▶ _What is expected_
Word for word, restate all of the entries.

┌──

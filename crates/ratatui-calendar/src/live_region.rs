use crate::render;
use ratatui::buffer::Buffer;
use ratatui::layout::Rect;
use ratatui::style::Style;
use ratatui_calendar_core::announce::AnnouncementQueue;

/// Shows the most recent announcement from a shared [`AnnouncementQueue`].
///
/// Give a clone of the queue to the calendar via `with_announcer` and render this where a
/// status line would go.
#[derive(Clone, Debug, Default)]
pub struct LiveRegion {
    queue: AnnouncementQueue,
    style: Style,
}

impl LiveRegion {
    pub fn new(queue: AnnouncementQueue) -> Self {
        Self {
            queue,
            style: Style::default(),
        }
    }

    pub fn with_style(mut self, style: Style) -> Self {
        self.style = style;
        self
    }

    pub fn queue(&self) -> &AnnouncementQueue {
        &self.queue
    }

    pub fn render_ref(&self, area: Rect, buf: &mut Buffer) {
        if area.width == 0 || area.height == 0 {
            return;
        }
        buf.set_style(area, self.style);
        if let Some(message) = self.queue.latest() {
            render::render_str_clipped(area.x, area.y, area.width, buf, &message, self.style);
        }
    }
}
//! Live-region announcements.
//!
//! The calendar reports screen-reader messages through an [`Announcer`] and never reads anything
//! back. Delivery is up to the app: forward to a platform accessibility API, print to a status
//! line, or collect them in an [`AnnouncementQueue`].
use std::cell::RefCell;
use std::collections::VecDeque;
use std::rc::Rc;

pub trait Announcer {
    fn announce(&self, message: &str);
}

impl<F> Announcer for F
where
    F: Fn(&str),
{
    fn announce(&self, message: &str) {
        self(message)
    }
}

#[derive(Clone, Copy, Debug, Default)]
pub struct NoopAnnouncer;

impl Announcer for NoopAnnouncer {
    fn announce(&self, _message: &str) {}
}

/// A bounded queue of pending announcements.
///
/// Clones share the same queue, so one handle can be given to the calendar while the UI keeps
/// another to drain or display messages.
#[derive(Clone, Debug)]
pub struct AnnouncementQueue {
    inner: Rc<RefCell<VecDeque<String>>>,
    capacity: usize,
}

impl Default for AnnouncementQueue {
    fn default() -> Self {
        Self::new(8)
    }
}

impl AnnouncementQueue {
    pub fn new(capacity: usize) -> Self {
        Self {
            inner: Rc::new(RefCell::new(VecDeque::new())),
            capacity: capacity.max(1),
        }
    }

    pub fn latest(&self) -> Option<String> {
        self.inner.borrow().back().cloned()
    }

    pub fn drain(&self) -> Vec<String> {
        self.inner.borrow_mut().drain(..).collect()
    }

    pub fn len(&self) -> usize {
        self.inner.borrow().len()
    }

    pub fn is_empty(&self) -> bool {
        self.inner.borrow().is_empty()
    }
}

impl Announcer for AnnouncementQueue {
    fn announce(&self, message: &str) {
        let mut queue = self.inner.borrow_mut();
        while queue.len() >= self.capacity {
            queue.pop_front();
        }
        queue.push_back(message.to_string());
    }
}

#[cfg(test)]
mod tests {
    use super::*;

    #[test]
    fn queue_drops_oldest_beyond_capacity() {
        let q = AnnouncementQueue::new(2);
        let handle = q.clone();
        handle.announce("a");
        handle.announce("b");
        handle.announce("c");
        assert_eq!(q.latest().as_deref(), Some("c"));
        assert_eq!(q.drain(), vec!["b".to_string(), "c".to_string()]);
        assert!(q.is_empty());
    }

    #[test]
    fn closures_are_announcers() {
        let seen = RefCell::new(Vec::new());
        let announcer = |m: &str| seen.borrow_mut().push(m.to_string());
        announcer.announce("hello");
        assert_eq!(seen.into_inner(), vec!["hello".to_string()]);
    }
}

└──

▶ _Answer section_
filename crates/ratatui-calendar/src/live_region.rs
use crate::render;
use ratatui::buffer::Buffer;
use ratatui::layout::Rect;
use ratatui::style::Style;
use ratatui_calendar_core::announce::AnnouncementQueue;

/// Shows the most recent announcement from a shared [`AnnouncementQueue`].
///
/// Give a clone of the queue to the calendar via `with_announcer` and render this where a
/// status line would go.
#[derive(Clone, Debug, Default)]
pub struct LiveRegion {
    queue: AnnouncementQueue,
    style: Style,
}

impl LiveRegion {
    pub fn new(queue: AnnouncementQueue) -> Self {
        Self {
            queue,
            style: Style::default(),
        }
    }

    pub fn with_style(mut self, style: Style) -> Self {
        self.style = style;
        self
    }

    pub fn queue(&self) -> &AnnouncementQueue {
        &self.queue
    }

    pub fn render_ref(&self, area: Rect, buf: &mut Buffer) {
        if area.width == 0 || area.height == 0 {
            return;
        }
        buf.set_style(area, self.style);
        if let Some(message) = self.queue.latest() {
            render::render_str_clipped(area.x, area.y, area.width, buf, &message, self.style);
        }
    }
}
//! Live-region announcements.
//!
//! The calendar reports screen-reader messages through an [`Announcer`] and never reads anything
//! back. Delivery is up to the app: forward to a platform accessibility API, print to a status
//! line, or collect them in an [`AnnouncementQueue`].
use std::cell::RefCell;
use std::collections::VecDeque;
use std::rc::Rc;

pub trait Announcer {
    fn announce(&self, message: &str);
}

impl<F> Announcer for F
where
    F: Fn(&str),
{
    fn announce(&self, message: &str) {
        self(message)
    }
}

#[derive(Clone, Copy, Debug, Default)]
pub struct NoopAnnouncer;

impl Announcer for NoopAnnouncer {
    fn announce(&self, _message: &str) {}
}

/// A bounded queue of pending announcements.
///
/// Clones share the same queue, so one handle can be given to the calendar while the UI keeps
/// another to drain or display messages.
#[derive(Clone, Debug)]
pub struct AnnouncementQueue {
    inner: Rc<RefCell<VecDeque<String>>>,
    capacity: usize,
}

impl Default for AnnouncementQueue {
    fn default() -> Self {
        Self::new(8)
    }
}

impl AnnouncementQueue {
    pub fn new(capacity: usize) -> Self {
        Self {
            inner: Rc::new(RefCell::new(VecDeque::new())),
            capacity: capacity.max(1),
        }
    }

    pub fn latest(&self) -> Option<String> {
        self.inner.borrow().back().cloned()
    }

    pub fn drain(&self) -> Vec<String> {
        self.inner.borrow_mut().drain(..).collect()
    }

    pub fn len(&self) -> usize {
        self.inner.borrow().len()
    }

    pub fn is_empty(&self) -> bool {
        self.inner.borrow().is_empty()
    }
}

impl Announcer for AnnouncementQueue {
    fn announce(&self, message: &str) {
        let mut queue = self.inner.borrow_mut();
        while queue.len() >= self.capacity {
            queue.pop_front();
        }
        queue.push_back(message.to_string());
    }
}

#[cfg(test)]
mod tests {
    use super::*;

    #[test]
    fn queue_drops_oldest_beyond_capacity() {
        let q = AnnouncementQueue::new(2);
        let handle = q.clone();
        handle.announce("a");
        handle.announce("b");
        handle.announce("c");
        assert_eq!(q.latest().as_deref(), Some("c"));
        assert_eq!(q.drain(), vec!["b".to_string(), "c".to_string()]);
        assert!(q.is_empty());
    }

    #[test]
    fn closures_are_announcers() {
        let seen = RefCell::new(Vec::new());
        let announcer = |m: &str| seen.borrow_mut().push(m.to_string());
        announcer.announce("hello");
        assert_eq!(seen.into_inner(), vec!["hello".to_string()]);
    }
}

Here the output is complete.